Apples and Oranges. Maarten Asscher
In books 5 to 14 of the twenty-four book epic, Telemachus does not play a visibly significant role. It is Odysseus’ own peregrinations the reader now hears about, which he recounts on being asked at the court of the king and queen of the Phaeacians. But in the meantime, in reality a matter of a mere few weeks, Telemachus has evolved from an indecisive boy into an intelligent and dynamic young man. He rejects an invitation to remain in Sparta longer than is necessary. As soon as he hears from Menelaus about his father’s wanderings and his involuntary stay on the island of Ogygia, detained by the nymph Calypso, he takes his leave, politely but firmly. The pressure exerted on him by the king of Sparta to stay twelve more days, and the impatience of Telemachus who experiences his call to act more urgently than before, together form a delicate counterpoint to the imprisonment his father Odysseus was forced to endure for many years on his journey home.
Menelaus likewise does not fail to mention the courageous and persevering Orestes, the avenger of his brother Agamemnon. After Athena and Nestor, Telemachus is here confronted with this explicit example for the third time in short succession.
In the meantime Odysseus arrives on Ithaca, transformed beyond recognition into an old beggar by the goddess Athena. When Telemachus returns unscathed to the island by ship shortly thereafter, the familiar denouement unavoidably unfolds, restoring Odysseus to his throne and to Penelope’s marital bed, while each of her suitors tastes defeat. Only the singer and collaborator Phemius is spared, having argued that he was forced to perform for Penelope’s suitors against his will.
Observe, however, what has happed to the young Telemachus in this relatively short period of time. After his minor odyssey in the Peloponnese and his conversations with Nestor and Menelaus, and inspired above all by the guidance of Athena, the youthful character has undergone a critical evolution. He is now more energetic, even more brazen and defiant in face of his mother’s suitors. He expresses himself with greater clarity and his presence is more robust, so much so that even Penelope concludes on his return from Sparta that at least her son no longer offers a reason for her prolonged life of widowhood. Telemachus thus functions in the story once again as a catalyst in the contest for her hand organized by Penelope among the suitors, which is won by Odysseus with flying colors. Telemachus then fights at his father’s side to secure the reputation of palace and queen, and his own reputation as his father’s son.
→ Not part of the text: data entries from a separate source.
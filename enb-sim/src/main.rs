/*
SPDX-FileCopyrightText: Copyright 2026 LG Electronics Inc.
SPDX-License-Identifier: MIT
*/

//! Manual simulator for the eNB scheduler.
//!
//! A blocking "radio" thread plays the PHY: every TTI it asks for the DL and
//! UL results, then feeds back ACK/NACK, CRC, CQI and buffer reports for the
//! grants it received.  An async control-plane loop applies slice requests
//! and polls UE metrics, the way an E2 agent would.

use std::collections::VecDeque;
use std::path::{Path, PathBuf};
use std::process;
use std::sync::atomic::{AtomicBool, Ordering};
use std::sync::Arc;
use std::time::Duration;

use anyhow::{Context, Result};
use clap::Parser;
use tokio::time::interval;
use tracing::{debug, error, info, warn};

use enb_sched::config::{load_slice_requests, SchedConfigManager};
use enb_sched::tti::{TtiPoint, FDD_HARQ_DELAY_UL_MS, TX_ENB_DELAY};
use enb_sched::ue::{BearerCfg, BearerDirection, UeCfg};
use enb_sched::Scheduler;

const FIRST_RNTI: u16 = 0x46;
const DRB_LCID: u32 = 3;
const DRB_LCG: u32 = 1;
const CQI_PERIOD: u32 = 5;
const BUFFER_PERIOD: u32 = 20;

// ── CLI argument definition ───────────────────────────────────────────────────

/// eNB scheduler simulator – NOT for production.
///
/// Example:
///   enb-sim --config sched.yaml --slices slices.yaml --ues 8 --ttis 20000
#[derive(Debug, Parser)]
#[command(
    name = "enb-sim",
    about = "Radio / control-plane simulator for enb-sched",
    long_about = None,
)]
struct Cli {
    /// Scheduler / cell configuration file.
    #[arg(short = 'c', long = "config")]
    config: Option<PathBuf>,

    /// Slice-control requests applied once the UEs are attached.
    #[arg(short = 's', long = "slices")]
    slices: Option<PathBuf>,

    /// Number of UEs attached at start-up.
    #[arg(short = 'u', long = "ues", default_value_t = 4)]
    ues: u16,

    /// TTIs to simulate.
    #[arg(short = 't', long = "ttis", default_value_t = 10_000)]
    ttis: u32,

    /// Every n-th transmission of a UE is NACKed (0 = never).
    #[arg(long = "nack-every", default_value_t = 10)]
    nack_every: u32,

    /// Bytes added to every DL and UL queue each buffer period.
    #[arg(long = "load", default_value_t = 2_000)]
    load: u32,

    /// Pace the radio loop at one TTI per millisecond.
    #[arg(long = "realtime", default_value_t = false)]
    realtime: bool,

    /// Metrics polling period of the control plane.
    #[arg(long = "metrics-period-ms", default_value_t = 1_000)]
    metrics_period_ms: u64,
}

// ── Radio loop ────────────────────────────────────────────────────────────────

#[derive(Debug, Clone, Copy)]
enum Feedback {
    DlAck { rnti: u16, ok: bool },
    UlCrc { rnti: u16, ok: bool },
}

struct Radio {
    scheduler: Arc<Scheduler>,
    rntis: Vec<u16>,
    nack_every: u32,
    load: u32,
    /// Feedback in order of the TTI it is reported at.
    pending: VecDeque<(TtiPoint, Feedback)>,
    dl_queued: Vec<u32>,
    nof_tx: u64,
}

impl Radio {
    fn is_nack(&self, rnti: u16, count: u64) -> bool {
        self.nack_every > 0 && (count + u64::from(rnti)) % u64::from(self.nack_every) == 0
    }

    fn deliver_feedback(&mut self, now: TtiPoint) {
        while let Some(&(due, fb)) = self.pending.front() {
            if due != now {
                break;
            }
            self.pending.pop_front();
            let res = match fb {
                Feedback::DlAck { rnti, ok } => self.scheduler.dl_ack_info(now, rnti, 0, 0, ok),
                Feedback::UlCrc { rnti, ok } => self.scheduler.ul_crc_info(now, rnti, 0, ok),
            };
            match res {
                Ok(outcome) => debug!(tti = %now, ?fb, ?outcome, "feedback"),
                Err(e) => warn!(tti = %now, "feedback dropped: {}", e),
            }
        }
    }

    fn report_channel(&mut self, now: TtiPoint, tick: u32) {
        for (i, &rnti) in self.rntis.iter().enumerate() {
            if tick % CQI_PERIOD == 0 {
                // Spread the UEs over the CQI range.
                let cqi = 6 + (i as u32 * 3 + tick / 100) % 10;
                let _ = self.scheduler.dl_cqi_info(now, rnti, 0, cqi);
                let _ = self.scheduler.ul_snr_info(rnti, 0, 5.0 + i as f32 * 2.0);
            }
            if tick % BUFFER_PERIOD == 0 {
                self.dl_queued[i] = self.dl_queued[i].saturating_add(self.load);
                let _ = self.scheduler.dl_rlc_buffer_state(rnti, DRB_LCID, self.dl_queued[i], 0);
                let _ = self.scheduler.ul_buffer_add(rnti, DRB_LCID, self.load);
            }
        }
    }

    fn run(mut self, ttis: u32, realtime: bool, stop: &AtomicBool) {
        info!(ttis, nof_ues = self.rntis.len(), "radio loop started");
        for tick in 0..ttis {
            if stop.load(Ordering::Relaxed) {
                break;
            }
            let now = TtiPoint::new(tick);
            self.deliver_feedback(now);
            self.report_channel(now, tick);

            // DL is sent at now + 4 and acknowledged 4 TTIs later.
            let tti_tx_dl = now + TX_ENB_DELAY;
            let dl = self.scheduler.dl_sched(tti_tx_dl, 0);
            for g in &dl.data {
                self.nof_tx += 1;
                let ok = !self.is_nack(g.rnti, self.nof_tx);
                if g.nof_retx == 0 {
                    if let Some(i) = self.rntis.iter().position(|&r| r == g.rnti) {
                        self.dl_queued[i] = self.dl_queued[i].saturating_sub(g.tbs);
                    }
                }
                self.pending.push_back((
                    tti_tx_dl + FDD_HARQ_DELAY_UL_MS,
                    Feedback::DlAck { rnti: g.rnti, ok },
                ));
            }

            // PUSCH is received at now + 8; the CRC is known in that TTI.
            let tti_tx_ul = now + TX_ENB_DELAY + FDD_HARQ_DELAY_UL_MS;
            let ul = self.scheduler.ul_sched(tti_tx_ul, 0);
            for g in &ul.pusch {
                self.nof_tx += 1;
                let ok = !self.is_nack(g.rnti, self.nof_tx);
                self.pending
                    .push_back((tti_tx_ul, Feedback::UlCrc { rnti: g.rnti, ok }));
            }

            if !dl.is_empty() || !ul.is_empty() {
                debug!(
                    tti = %now,
                    dl = dl.data.len(),
                    rar = dl.rar.len(),
                    ul = ul.pusch.len(),
                    cce = dl.nof_cce_used,
                    "TTI"
                );
            }
            if realtime {
                std::thread::sleep(Duration::from_millis(1));
            }
        }
        info!(nof_tx = self.nof_tx, "radio loop finished");
    }
}

// ── Setup ─────────────────────────────────────────────────────────────────────

fn build_scheduler(cli: &Cli) -> Result<Arc<Scheduler>> {
    let mut config_manager = SchedConfigManager::new();
    if let Some(path) = &cli.config {
        config_manager.load_from_file(path)?;
    } else {
        warn!("No configuration file provided, using default scheduler settings");
    }
    let cells = if config_manager.is_loaded() {
        config_manager.cells().to_vec()
    } else {
        vec![Default::default()]
    };

    let scheduler = Scheduler::new(config_manager.sched_args().clone());
    scheduler
        .cell_cfg(&cells)
        .context("Cell configuration rejected")?;

    let drb = BearerCfg {
        direction: BearerDirection::Both,
        priority: 1,
        group: DRB_LCG,
    };
    for i in 0..cli.ues {
        let rnti = FIRST_RNTI + i;
        scheduler.ue_cfg(rnti, &UeCfg::default())?;
        scheduler.bearer_ue_cfg(rnti, DRB_LCID, drb)?;
        scheduler.phy_config_enabled(rnti, true)?;
    }
    info!(nof_ues = cli.ues, "UEs attached");
    Ok(Arc::new(scheduler))
}

fn apply_slices(scheduler: &Scheduler, path: &Path) -> Result<()> {
    for (i, request) in load_slice_requests(path)?.iter().enumerate() {
        scheduler
            .slice(request)
            .with_context(|| format!("Slice request {} rejected", i))?;
    }
    let stats = scheduler.slice_stats();
    info!(
        sched = ?stats.sched_name,
        nof_slices = stats.slices.len(),
        nof_ues = stats.ues.len(),
        "Slices applied"
    );
    Ok(())
}

fn log_metrics(scheduler: &Scheduler) {
    for m in scheduler.metrics_read_all() {
        info!(
            "  [0x{rnti:x}] slice={slice:?} dl={dl}B ul={ul}B tx={tx}/{txe} rx={rx}/{rxe} cqi={cqi:.1} prb={prb}",
            rnti = m.rnti,
            slice = m.slice_id,
            dl = m.tx_brate,
            ul = m.rx_brate,
            tx = m.tx_pkts,
            txe = m.tx_errors,
            rx = m.rx_pkts,
            rxe = m.rx_errors,
            cqi = m.dl_cqi,
            prb = m.allocated_prbs,
        );
    }
}

// ── Entry point ───────────────────────────────────────────────────────────────

#[tokio::main]
async fn main() {
    tracing_subscriber::fmt()
        .with_env_filter(
            tracing_subscriber::EnvFilter::try_from_default_env()
                .unwrap_or_else(|_| tracing_subscriber::EnvFilter::new("info")),
        )
        .init();

    let cli = Cli::parse();
    info!(?cli, "enb-sim starting up...");

    let scheduler = match build_scheduler(&cli) {
        Ok(s) => s,
        Err(e) => {
            error!("Failed to set up the scheduler: {:#}", e);
            process::exit(1);
        }
    };
    if let Some(path) = &cli.slices {
        if let Err(e) = apply_slices(&scheduler, path) {
            error!("{:#}", e);
            process::exit(1);
        }
    }

    // ── Radio loop ────────────────────────────────────────────────────────────
    let stop = Arc::new(AtomicBool::new(false));
    let radio = Radio {
        scheduler: Arc::clone(&scheduler),
        rntis: (0..cli.ues).map(|i| FIRST_RNTI + i).collect(),
        nack_every: cli.nack_every,
        load: cli.load,
        pending: VecDeque::new(),
        dl_queued: vec![0; usize::from(cli.ues)],
        nof_tx: 0,
    };
    let (ttis, realtime) = (cli.ttis, cli.realtime);
    let radio_stop = Arc::clone(&stop);
    let mut radio_handle =
        tokio::task::spawn_blocking(move || radio.run(ttis, realtime, &radio_stop));

    // ── Control plane ─────────────────────────────────────────────────────────
    let mut ticker = interval(Duration::from_millis(cli.metrics_period_ms.max(1)));
    loop {
        tokio::select! {
            _ = ticker.tick() => {
                info!(last_tti = ?scheduler.last_tti(), "UE metrics:");
                log_metrics(&scheduler);
            }
            res = &mut radio_handle => {
                if let Err(e) = res {
                    error!("radio loop panicked: {}", e);
                    process::exit(1);
                }
                break;
            }
            _ = tokio::signal::ctrl_c() => {
                warn!("interrupted, stopping radio loop");
                stop.store(true, Ordering::Relaxed);
            }
        }
    }

    info!("Final UE metrics:");
    log_metrics(&scheduler);
}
Time to bring in the arch-doubter Hamlet. ‘My thoughts be bloody, or be nothing worth!’ he says, spurring himself on to no avail in one of his renowned soliloquies. Hamlet remains in his bloody thoughts and becomes thereby an example of existential indecision and inertia for countless dramatic and novelistic heroes after him. Telemachus, on the other hand, manages to transform his bloody thoughts into long-anticipated deeds. In the Odyssey’s forty-one day time span, courage does indeed swell up within him. The son of Odysseus grows, perhaps even surpassing himself, from someone who believed he was ‘doomed to be patient’ into someone who knows how to win over the gods and keep them on his side, who knows how to act effectively and succeed with honors in fulfilling the supreme task to which he is predestined in the story of his life.
With respect to Telemachus, the Odyssey might be described—with a little good will—as a proto-Bildungsroman or coming-of-age novel, and Odysseus’ son as the young hero of this literary manifestation. Telemachus may even be the first fictional character in western literature to experience genuine personality development within a single book. Thus seen, he is clearly the more modern of the two sons juxtaposed here and thereby the most timeless. As such, he haunts the pages of many later novels and plays about sons and fathers, even Shakespeare’s tragedy about the ever-indecisive Danish prince. Instead of wandering lost over Ithaca’s rocky inclines, Telemachus paces back and forth—like an older brother, an ancient shadow—at Hamlet’s side on the misty battlements of Elsinore. Hamlet himself, who had the gift of words but not of deeds, would say: ‘The counterfeit presentment of two brothers.’